The rest of the building is an interactive exhibit focusing on the history of the Jewish people in Europe, from their arrival in the 10th century until post WWII. There's a museum gift shop, as you would expect. One of the strangest items I saw being sold there was a mousepad with Barbie and Ken wearing Jewish prayer shawls. I wondered what the significance of that was? Am I missing something???

People seem to dress quite conservatively in Germany - and I recall that from 24 years ago. In contrast, I thought the Dutch were much more fashion-conscious, more riske in terms of what they wore, but also choosing to wear more colour. Popular in both countries is jewellry with lots of sparkle: large gemstone/cut glass brooches, long dangly art deco style earrings.

I've also noticed that people seem to take their dogs everywhere here. You see dogs on buses, trains and even in restaurants. Somehow, I don't think that would go over very well at home!

I mentioned that we were in Berlin during a marathon and we just happened on it on our way to the subway on a Sunday morning when we saw some of the people in the "middle of the pack" run by. There were thousands of runners - it was a sea of people! (I believe the announced mentioned 30,000 participants, but Martin spotted jerseys with numbers as large as 35,000.) Runners from all over the world were there, from Germany (of course!), Italy, France, Sweden, Guatemala, Costa Rica, Korea, Chile, Japan, Australia, the US - to name just a few - and lots of Danes. We saw three Canadian shirts (one from Edmonton) and one runner wearing a Canadian hat. There were wheelchair athletes as well as lots of older runners. Many wore silly hats or costumes and the crowd cheered them on with clapping, noise-makers, signs and songs.

Our destination that morning was the Brandenburg Gates, but that's also where the race started and ended, so there was a huge crowd to navigate around (not to mention that much of the area was cordoned off for the race). It was interesting watching the runners reach the finish line. Each runner was given a medal commemorating the event, wrapped in a length of yellow plastic and then led to the recovery area to rest, rehydrate and eat. They even had hundreds of massage tables set up for soothing tired muscles! The whole area was surrounded by trucks where the participants, when they were finished, could retrieve their clothing. There were dozens of portable toilets, all sorts of food stands, as well as giveaways. (I got a measuring tape for a promotion to do with something about losing weight and Martin got a nice, juicy cherry sucker - not sure what it was for, but he got the better of the deal. I was starving and felt like Charlie Brown when all we got trick-or-treating at Hallowe'we was a rock! Martin (excitedly): "I got a nice, juicy cherry lollipop. What did you get?" Me (disappointed but resigned): "I got a measuring tape.") It was a huge production - and quite the experience! After surviving the crowds and having to walk way around the marathon area to reach our destination, we both felt like we'd run marathons ourselves!

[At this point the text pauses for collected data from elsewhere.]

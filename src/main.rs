//! loxgen CLI entry point

fn main() {
    // Initialize structured logging with env-based filter, defaulting to info
    let _ = tracing_subscriber::fmt()
        .with_env_filter(
            tracing_subscriber::EnvFilter::try_from_default_env()
                .unwrap_or_else(|_| tracing_subscriber::EnvFilter::new("info")),
        )
        .with_writer(std::io::stderr)
        .try_init();

    loxgen::cli::run();
}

One of the most colourful characters at our hostel was a woman named Scarlet who was born in Arkansas, but considered herself a "citizen of the world" because she had lived all over the globe. A speech language pathologist, she said she was having a mid-life crisis, so had quit her current job and was trying to figure out to do with the rest of her life. One of the other reasons she said she had left was that she couldn't stand the Bush administration and what they were doing to the US. She was frustrated that the American people had voted him in for a second term and feels it may very well mean the end of the US as a world power.

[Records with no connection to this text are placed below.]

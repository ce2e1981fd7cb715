#![allow(dead_code)]

use async_trait::async_trait;
use serde_json::Value;
use service_core::config::Config as CoreConfig;
use service_core::error::AppError;
use std::sync::Arc;
use todo_service::config::{MongoConfig, StoreBackend, TodoConfig};
use todo_service::models::{Todo, TodoPatch};
use todo_service::services::{MemoryTodoStore, TodoDb, TodoStore};
use todo_service::startup::Application;

pub struct TestApp {
    pub address: String,
    pub port: u16,
    pub store: Arc<dyn TodoStore>,
    pub client: reqwest::Client,
    pub mongo: Option<TodoDb>,
}

pub fn test_config(store: StoreBackend) -> TodoConfig {
    TodoConfig {
        common: CoreConfig {
            host: "127.0.0.1".parse().expect("valid loopback address"),
            port: 0,
        },
        mongodb: MongoConfig {
            uri: std::env::var("TEST_MONGODB_URI").ok(),
            database: Some(format!("todo_test_{}", unique_suffix())),
            collection: "todos".to_string(),
        },
        store,
    }
}

fn unique_suffix() -> String {
    mongodb::bson::oid::ObjectId::new().to_hex()
}

impl TestApp {
    /// Spawn the service on a random port backed by an in-memory store.
    pub async fn spawn() -> Self {
        Self::spawn_with_store(Arc::new(MemoryTodoStore::new())).await
    }

    pub async fn spawn_with_store(store: Arc<dyn TodoStore>) -> Self {
        let app = Application::build_with_store(test_config(StoreBackend::Memory), store)
            .await
            .expect("Failed to build test application");
        Self::start(app, None).await
    }

    /// Spawn the service against the MongoDB named by `TEST_MONGODB_URI`.
    pub async fn spawn_mongo() -> Self {
        let config = test_config(StoreBackend::Mongo);
        let db = TodoDb::connect(
            config.mongodb.uri.as_deref().expect("TEST_MONGODB_URI must be set"),
            config.mongodb.database.as_deref(),
            &config.mongodb.collection,
        )
        .await
        .expect("Failed to connect to MongoDB");

        let app = Application::build_with_store(config, Arc::new(db.clone()))
            .await
            .expect("Failed to build test application");
        Self::start(app, Some(db)).await
    }

    async fn start(app: Application, mongo: Option<TodoDb>) -> Self {
        let port = app.port();
        let store = app.store();
        let address = format!("http://127.0.0.1:{}", port);

        tokio::spawn(async move {
            app.run_until_stopped().await.ok();
        });

        // Wait for the server to be ready by polling the readiness endpoint
        let client = reqwest::Client::new();
        let ready_url = format!("{}/ready", address);
        for _ in 0..50 {
            if client.get(&ready_url).send().await.is_ok() {
                break;
            }
            tokio::time::sleep(tokio::time::Duration::from_millis(50)).await;
        }

        TestApp {
            address,
            port,
            store,
            client,
            mongo,
        }
    }

    /// Drop the per-test database, if any.
    pub async fn cleanup(&self) {
        if let Some(db) = &self.mongo {
            let _ = db.database().drop(None).await;
        }
    }

    pub fn url(&self, path: &str) -> String {
        format!("{}{}", self.address, path)
    }

    pub async fn create_todo(&self, body: Value) -> reqwest::Response {
        self.client
            .post(self.url("/todos"))
            .json(&body)
            .send()
            .await
            .expect("Failed to execute request")
    }

    /// Create a todo and return the response body.
    pub async fn create(&self, username: &str, todo: &str, completed: bool) -> Value {
        let response = self
            .create_todo(serde_json::json!({
                "username": username,
                "todo": todo,
                "completed": completed,
            }))
            .await;
        assert_eq!(response.status().as_u16(), 201);
        response.json().await.expect("Failed to parse JSON")
    }

    pub async fn list(&self, path: &str) -> Vec<Value> {
        let response = self
            .client
            .get(self.url(path))
            .send()
            .await
            .expect("Failed to execute request");
        assert_eq!(response.status().as_u16(), 200);
        response.json().await.expect("Failed to parse JSON")
    }

    pub async fn put(&self, path: &str, body: Value) -> reqwest::Response {
        self.client
            .put(self.url(path))
            .json(&body)
            .send()
            .await
            .expect("Failed to execute request")
    }

    pub async fn delete(&self, path: &str) -> reqwest::Response {
        self.client
            .delete(self.url(path))
            .send()
            .await
            .expect("Failed to execute request")
    }
}

/// Store that fails every call, standing in for an unreachable database.
#[derive(Default)]
pub struct UnreachableStore;

fn store_unreachable() -> AppError {
    AppError::DatabaseError(anyhow::anyhow!("server selection timeout"))
}

#[async_trait]
impl TodoStore for UnreachableStore {
    async fn find_all(&self) -> Result<Vec<Todo>, AppError> {
        Err(store_unreachable())
    }

    async fn find_by_username(&self, _username: &str) -> Result<Vec<Todo>, AppError> {
        Err(store_unreachable())
    }

    async fn insert(&self, _todo: Todo) -> Result<Todo, AppError> {
        Err(store_unreachable())
    }

    async fn update(&self, _id: &str, _patch: TodoPatch) -> Result<Option<Todo>, AppError> {
        Err(store_unreachable())
    }

    async fn delete(&self, _id: &str) -> Result<Option<Todo>, AppError> {
        Err(store_unreachable())
    }

    async fn health_check(&self) -> Result<(), AppError> {
        Err(store_unreachable())
    }
}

The hostel owner, Liane, was also a very interesting person. Her mother is Hungarian and her father from Papua, New Guinea, but she is German and also Jewish, so I guess you could say she is a citizen of the world as well! Every year she spends three months in Japan studying meditation and when the hostel is closed from January to March, she travels. On one trip, she spent two weeks with her son making her way through the Sumatran jungle with only a compass and a machete!